-- Exercise instructions --
Look through the records and copy every line in which "Algorithm" appears.

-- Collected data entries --
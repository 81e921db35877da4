// src/middleware/i18n.rs

use std::convert::Infallible;

use axum::extract::FromRequestParts;
use axum::http::{header, request::Parts};

use crate::common::i18n::FALLBACK_LANGUAGE;

/// Languages that have a message catalogue.
const SUPPORTED_LANGUAGES: &[&str] = &["en", "id"];

/// Caller's preferred language, reduced to a supported primary subtag.
#[derive(Debug, Clone, PartialEq, Eq)]
pub struct Locale(pub String);

impl Locale {
    pub fn from_accept_language(raw: &str) -> Self {
        let lang = accept_language::parse(raw)
            .into_iter()
            .filter_map(|tag| {
                // "id-ID" -> "id"
                let primary = tag.split('-').next().unwrap_or(&tag).to_ascii_lowercase();
                SUPPORTED_LANGUAGES.iter().find(|s| **s == primary).copied()
            })
            .next()
            .unwrap_or(FALLBACK_LANGUAGE);

        Locale(lang.to_string())
    }
}

impl<S> FromRequestParts<S> for Locale
where
    S: Send + Sync,
{
    type Rejection = Infallible;

    async fn from_request_parts(parts: &mut Parts, _state: &S) -> Result<Self, Self::Rejection> {
        let locale = parts
            .headers
            .get(header::ACCEPT_LANGUAGE)
            .and_then(|value| value.to_str().ok())
            .map(Locale::from_accept_language)
            .unwrap_or_else(|| Locale(FALLBACK_LANGUAGE.to_string()));

        Ok(locale)
    }
}
#![allow(dead_code)]

use std::{path::PathBuf, sync::Arc, time::Duration};

use axum::{
    Router,
    body::Body,
    http::{Method, Request, StatusCode, header},
};
use http_body_util::BodyExt;
use pos_backoffice::{
    config::{AppState, Config},
    db::MemoryStore,
    routes,
    services::asset_store::LocalAssetStore,
};
use serde_json::{Value, json};
use tempfile::TempDir;
use tower::ServiceExt;

pub const ADMIN_USERNAME: &str = "admin";
pub const ADMIN_PASSWORD: &str = "admin123";

pub struct TestApp {
    pub router: Router,
    pub state: AppState,
    pub upload_dir: PathBuf,
    // dropped with the app, removing every uploaded file
    _workspace: TempDir,
}

pub fn test_config(upload_dir: PathBuf) -> Config {
    Config {
        database_url: None,
        jwt_secret: "integration-secret".to_string(),
        token_ttl_hours: 8,
        bind_addr: "127.0.0.1:0".parse().unwrap(),
        db_max_connections: 1,
        storage_timeout: Duration::from_secs(5),
        upload_dir,
        max_upload_bytes: 1024,
        bcrypt_cost: 4,
        admin_seed: None,
    }
}

/// Router over a fresh in-memory store with one administrator seeded.
pub async fn spawn_app() -> TestApp {
    let workspace = tempfile::tempdir().expect("temp dir");
    let upload_dir = workspace.path().join("uploads");
    build_app(workspace, upload_dir).await
}

/// Same app, but the upload root is a regular file so every asset write or
/// delete fails.
pub async fn spawn_app_with_broken_uploads() -> TestApp {
    let workspace = tempfile::tempdir().expect("temp dir");
    let upload_dir = workspace.path().join("uploads");
    std::fs::write(&upload_dir, b"").expect("placeholder file");
    build_app(workspace, upload_dir).await
}

async fn build_app(workspace: TempDir, upload_dir: PathBuf) -> TestApp {
    let store = Arc::new(MemoryStore::new());
    let state = AppState::with_stores(
        test_config(upload_dir.clone()),
        store.clone(),
        store,
        Arc::new(LocalAssetStore::new(upload_dir.clone())),
    );

    state
        .auth_service
        .ensure_admin(ADMIN_USERNAME, ADMIN_PASSWORD, "Administrator")
        .await
        .expect("seed admin");

    TestApp {
        router: routes::router(state.clone()),
        state,
        upload_dir,
        _workspace: workspace,
    }
}

impl TestApp {
    pub async fn request(
        &self,
        method: Method,
        uri: &str,
        token: Option<&str>,
        body: Option<Value>,
    ) -> (StatusCode, Value) {
        let mut builder = Request::builder().method(method).uri(uri);
        if let Some(token) = token {
            builder = builder.header(header::AUTHORIZATION, format!("Bearer {token}"));
        }
        let request = match body {
            Some(body) => builder
                .header(header::CONTENT_TYPE, "application/json")
                .body(Body::from(body.to_string()))
                .unwrap(),
            None => builder.body(Body::empty()).unwrap(),
        };

        self.send(request).await
    }

    pub async fn send(&self, request: Request<Body>) -> (StatusCode, Value) {
        let response = self.router.clone().oneshot(request).await.unwrap();
        let status = response.status();
        let bytes = response.into_body().collect().await.unwrap().to_bytes();
        let body = serde_json::from_slice(&bytes).unwrap_or(Value::Null);
        (status, body)
    }

    pub async fn login(&self, username: &str, password: &str) -> (StatusCode, Value) {
        self.request(
            Method::POST,
            "/api/auth/login",
            None,
            Some(json!({ "username": username, "password": password })),
        )
        .await
    }

    pub async fn admin_token(&self) -> String {
        let (status, body) = self.login(ADMIN_USERNAME, ADMIN_PASSWORD).await;
        assert_eq!(status, StatusCode::OK, "{body}");
        body["data"]["token"].as_str().unwrap().to_string()
    }

    pub async fn register(&self, username: &str, nisn: &str) -> (StatusCode, Value) {
        self.request(
            Method::POST,
            "/api/auth/register",
            None,
            Some(json!({
                "nisn": nisn,
                "username": username,
                "password": "rahasia123",
                "fullName": "Siti Aminah",
                "studentClass": "XII",
                "major": "AK"
            })),
        )
        .await
    }

    pub async fn employee_token(&self, username: &str, nisn: &str) -> String {
        let (status, body) = self.register(username, nisn).await;
        assert_eq!(status, StatusCode::CREATED, "{body}");
        let (status, body) = self.login(username, "rahasia123").await;
        assert_eq!(status, StatusCode::OK, "{body}");
        body["data"]["token"].as_str().unwrap().to_string()
    }

    pub async fn create_category(&self, token: &str, name: &str) -> String {
        let (status, body) = self
            .request(Method::POST, "/api/categories", Some(token), Some(json!({ "name": name })))
            .await;
        assert_eq!(status, StatusCode::CREATED, "{body}");
        body["data"]["id"].as_str().unwrap().to_string()
    }

    pub async fn create_product(&self, token: &str, product: Value) -> Value {
        let (status, body) = self
            .request(Method::POST, "/api/products", Some(token), Some(product))
            .await;
        assert_eq!(status, StatusCode::CREATED, "{body}");
        body["data"].clone()
    }
}

pub fn product(name: &str, qty: i32, price: f64, category_id: Option<&str>) -> Value {
    json!({
        "name": name,
        "categoryId": category_id,
        "qty": qty,
        "supplier": "PT Sumber Makmur",
        "price": price,
    })
}
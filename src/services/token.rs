// src/services/token.rs

use std::fmt;

use chrono::{DateTime, Duration, Utc};
use jsonwebtoken::{
    decode, encode, errors::ErrorKind, Algorithm, DecodingKey, EncodingKey, Header, Validation,
};
use uuid::Uuid;

use crate::{
    common::error::AppError,
    models::auth::{Claims, Role},
};

/// Issues and verifies stateless HS256 session tokens.
///
/// The signing secret is handed in at construction; nothing here reads
/// process-wide state, so tests can run codecs with different secrets side
/// by side.
#[derive(Clone)]
pub struct TokenCodec {
    encoding_key: EncodingKey,
    decoding_key: DecodingKey,
    validation: Validation,
    ttl: Duration,
}

impl fmt::Debug for TokenCodec {
    fn fmt(&self, f: &mut fmt::Formatter<'_>) -> fmt::Result {
        f.debug_struct("TokenCodec").field("ttl", &self.ttl).finish()
    }
}

impl TokenCodec {
    pub fn new(secret: &str, ttl: Duration) -> Self {
        let mut validation = Validation::new(Algorithm::HS256);
        // Expiry is checked against an explicit clock in `verify_at`.
        validation.validate_exp = false;
        validation.leeway = 0;
        validation.set_required_spec_claims(&["exp", "sub"]);

        Self {
            encoding_key: EncodingKey::from_secret(secret.as_bytes()),
            decoding_key: DecodingKey::from_secret(secret.as_bytes()),
            validation,
            ttl,
        }
    }

    pub fn ttl(&self) -> Duration {
        self.ttl
    }

    pub fn issue(&self, subject: Uuid, role: Role) -> Result<String, AppError> {
        self.issue_at(subject, role, Utc::now())
    }

    pub fn issue_at(&self, subject: Uuid, role: Role, now: DateTime<Utc>) -> Result<String, AppError> {
        let claims = Claims {
            sub: subject,
            role,
            iat: now.timestamp(),
            exp: (now + self.ttl).timestamp(),
        };

        Ok(encode(&Header::new(Algorithm::HS256), &claims, &self.encoding_key)?)
    }

    pub fn verify(&self, token: Option<&str>) -> Result<Claims, AppError> {
        self.verify_at(token, Utc::now())
    }

    /// `TokenMissing` for an absent/blank token, `TokenExpired` once
    /// `now >= exp`, `TokenInvalid` for anything that fails to decode.
    pub fn verify_at(&self, token: Option<&str>, now: DateTime<Utc>) -> Result<Claims, AppError> {
        let token = token.map(str::trim).filter(|t| !t.is_empty()).ok_or(AppError::TokenMissing)?;

        let data = decode::<Claims>(token, &self.decoding_key, &self.validation).map_err(|e| {
            match e.kind() {
                ErrorKind::ExpiredSignature => AppError::TokenExpired,
                _ => AppError::TokenInvalid,
            }
        })?;

        if now.timestamp() >= data.claims.exp {
            return Err(AppError::TokenExpired);
        }

        Ok(data.claims)
    }
}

-- Answer below --
    decode, encode, errors::ErrorKind, Algorithm, DecodingKey, EncodingKey, Header, Validation,
        let mut validation = Validation::new(Algorithm::HS256);
        Ok(encode(&Header::new(Algorithm::HS256), &claims, &self.encoding_key)?)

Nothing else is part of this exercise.